═══ TASK DATA

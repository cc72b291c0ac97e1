//! Ledger-owned status transitions for claim records.
//!
//! Every status change the engine makes goes through [`apply_observation`], so
//! the monotonic rules live in one place:
//!
//! - `claimed` is never replaced by any other status;
//! - an owned offer that previously `failed` becomes `manual`;
//! - `last_updated` moves only when the status actually changes, and never
//!   before `first_seen`.

use chrono::{DateTime, Utc};

use crate::core::types::{ClaimRecord, ClaimStatus};

/// What the state machine concluded about an offer during this run.
#[derive(Debug, Clone, Copy, PartialEq, Eq)]
pub enum Observation {
    /// Driver reported `in-library` or `purchased`.
    Owned,
    /// Claim action completed.
    Claimed,
    /// Claim attempt or classification did not complete.
    Failed,
    /// Dry-run or declined confirmation.
    Skipped,
    /// Offer refused in this region.
    RegionLocked,
    /// Dependent offer whose base game could not be obtained.
    BaseGameMissing,
}

/// Result of applying an observation to a record.
#[derive(Debug, Clone, Copy, PartialEq, Eq)]
pub struct Transition {
    /// Status reported for this run's notification event.
    pub reported: ClaimStatus,
    /// Status stored in the record after the transition.
    pub stored: ClaimStatus,
    /// Whether the stored status differs from before.
    pub changed: bool,
}

/// Apply `observation` to `record`, returning what changed.
pub fn apply_observation(
    record: &mut ClaimRecord,
    observation: Observation,
    now: DateTime<Utc>,
) -> Transition {
    let prev = record.status;
    let (stored, reported) = next_status(prev, observation);
    let changed = prev != Some(stored);
    record.status = Some(stored);
    if changed {
        record.last_updated = now.max(record.first_seen);
    }
    Transition {
        reported,
        stored,
        changed,
    }
}

fn next_status(prev: Option<ClaimStatus>, observation: Observation) -> (ClaimStatus, ClaimStatus) {
    if prev == Some(ClaimStatus::Claimed) {
        let reported = match observation {
            // Already owned: a failed check this run is not a failed claim.
            Observation::Owned | Observation::Claimed | Observation::Failed => {
                ClaimStatus::Existed
            }
            Observation::Skipped => ClaimStatus::Skipped,
            Observation::RegionLocked => ClaimStatus::UnavailableRegion,
            Observation::BaseGameMissing => ClaimStatus::RequiresBaseGame,
        };
        return (ClaimStatus::Claimed, reported);
    }

    match observation {
        Observation::Owned => match prev {
            Some(ClaimStatus::Failed) => (ClaimStatus::Manual, ClaimStatus::Manual),
            Some(ClaimStatus::Manual) => (ClaimStatus::Manual, ClaimStatus::Existed),
            _ => (ClaimStatus::Existed, ClaimStatus::Existed),
        },
        Observation::Claimed => (ClaimStatus::Claimed, ClaimStatus::Claimed),
        Observation::Failed => (ClaimStatus::Failed, ClaimStatus::Failed),
        Observation::Skipped => (ClaimStatus::Skipped, ClaimStatus::Skipped),
        Observation::RegionLocked => (
            ClaimStatus::UnavailableRegion,
            ClaimStatus::UnavailableRegion,
        ),
        Observation::BaseGameMissing => {
            (ClaimStatus::RequiresBaseGame, ClaimStatus::RequiresBaseGame)
        }
    }
}

/// Drop the status so the offer is treated as freshly discovered.
pub fn reset_record(record: &mut ClaimRecord, now: DateTime<Utc>) -> Option<ClaimStatus> {
    let prev = record.status.take();
    if prev.is_some() {
        record.last_updated = now.max(record.first_seen);
    }
    prev
}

══════

### INSTRUCTIONS TO FOLLOW
Copy the records above exactly as they appear.

### FINISHED TASK
repository cc72b291c0ac97e1
//! Ledger-owned status transitions for claim records.
//!
//! Every status change the engine makes goes through [`apply_observation`], so
//! the monotonic rules live in one place:
//!
//! - `claimed` is never replaced by any other status;
//! - an owned offer that previously `failed` becomes `manual`;
//! - `last_updated` moves only when the status actually changes, and never
//!   before `first_seen`.

use chrono::{DateTime, Utc};

use crate::core::types::{ClaimRecord, ClaimStatus};

/// What the state machine concluded about an offer during this run.
#[derive(Debug, Clone, Copy, PartialEq, Eq)]
pub enum Observation {
    /// Driver reported `in-library` or `purchased`.
    Owned,
    /// Claim action completed.
    Claimed,
    /// Claim attempt or classification did not complete.
    Failed,
    /// Dry-run or declined confirmation.
    Skipped,
    /// Offer refused in this region.
    RegionLocked,
    /// Dependent offer whose base game could not be obtained.
    BaseGameMissing,
}

/// Result of applying an observation to a record.
#[derive(Debug, Clone, Copy, PartialEq, Eq)]
pub struct Transition {
    /// Status reported for this run's notification event.
    pub reported: ClaimStatus,
    /// Status stored in the record after the transition.
    pub stored: ClaimStatus,
    /// Whether the stored status differs from before.
    pub changed: bool,
}

/// Apply `observation` to `record`, returning what changed.
pub fn apply_observation(
    record: &mut ClaimRecord,
    observation: Observation,
    now: DateTime<Utc>,
) -> Transition {
    let prev = record.status;
    let (stored, reported) = next_status(prev, observation);
    let changed = prev != Some(stored);
    record.status = Some(stored);
    if changed {
        record.last_updated = now.max(record.first_seen);
    }
    Transition {
        reported,
        stored,
        changed,
    }
}

fn next_status(prev: Option<ClaimStatus>, observation: Observation) -> (ClaimStatus, ClaimStatus) {
    if prev == Some(ClaimStatus::Claimed) {
        let reported = match observation {
            // Already owned: a failed check this run is not a failed claim.
            Observation::Owned | Observation::Claimed | Observation::Failed => {
                ClaimStatus::Existed
            }
            Observation::Skipped => ClaimStatus::Skipped,
            Observation::RegionLocked => ClaimStatus::UnavailableRegion,
            Observation::BaseGameMissing => ClaimStatus::RequiresBaseGame,
        };
        return (ClaimStatus::Claimed, reported);
    }

    match observation {
        Observation::Owned => match prev {
            Some(ClaimStatus::Failed) => (ClaimStatus::Manual, ClaimStatus::Manual),
            Some(ClaimStatus::Manual) => (ClaimStatus::Manual, ClaimStatus::Existed),
            _ => (ClaimStatus::Existed, ClaimStatus::Existed),
        },
        Observation::Claimed => (ClaimStatus::Claimed, ClaimStatus::Claimed),
        Observation::Failed => (ClaimStatus::Failed, ClaimStatus::Failed),
        Observation::Skipped => (ClaimStatus::Skipped, ClaimStatus::Skipped),
        Observation::RegionLocked => (
            ClaimStatus::UnavailableRegion,
            ClaimStatus::UnavailableRegion,
        ),
        Observation::BaseGameMissing => {
            (ClaimStatus::RequiresBaseGame, ClaimStatus::RequiresBaseGame)
        }
    }
}

/// Drop the status so the offer is treated as freshly discovered.
pub fn reset_record(record: &mut ClaimRecord, now: DateTime<Utc>) -> Option<ClaimStatus> {
    let prev = record.status.take();
    if prev.is_some() {
        record.last_updated = now.max(record.first_seen);
    }
    prev
}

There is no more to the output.